**Action item:**
Lines before the one containing "update for a user" are excluded; print that line and every line after it through the end of the material below, exactly.

**Recorded information:**

================

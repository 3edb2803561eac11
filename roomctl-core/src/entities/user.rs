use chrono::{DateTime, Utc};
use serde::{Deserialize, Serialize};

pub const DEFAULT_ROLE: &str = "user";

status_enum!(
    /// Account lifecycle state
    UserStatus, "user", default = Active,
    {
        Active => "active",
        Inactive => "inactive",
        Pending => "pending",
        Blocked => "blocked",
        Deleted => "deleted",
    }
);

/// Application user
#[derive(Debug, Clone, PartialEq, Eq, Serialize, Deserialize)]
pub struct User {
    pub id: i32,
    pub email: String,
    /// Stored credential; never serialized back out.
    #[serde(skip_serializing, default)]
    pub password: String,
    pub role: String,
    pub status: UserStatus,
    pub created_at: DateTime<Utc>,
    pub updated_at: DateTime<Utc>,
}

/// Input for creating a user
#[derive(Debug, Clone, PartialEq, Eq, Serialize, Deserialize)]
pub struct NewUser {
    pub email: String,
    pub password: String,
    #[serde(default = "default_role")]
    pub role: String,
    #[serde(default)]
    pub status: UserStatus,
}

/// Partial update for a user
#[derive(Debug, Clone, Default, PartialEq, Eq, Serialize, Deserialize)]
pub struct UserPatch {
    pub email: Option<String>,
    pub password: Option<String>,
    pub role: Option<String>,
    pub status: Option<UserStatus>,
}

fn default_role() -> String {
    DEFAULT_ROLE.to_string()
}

================

**Exercise solution:**
/// Partial update for a user
#[derive(Debug, Clone, Default, PartialEq, Eq, Serialize, Deserialize)]
pub struct UserPatch {
    pub email: Option<String>,
    pub password: Option<String>,
    pub role: Option<String>,
    pub status: Option<UserStatus>,
}

fn default_role() -> String {
    DEFAULT_ROLE.to_string()
}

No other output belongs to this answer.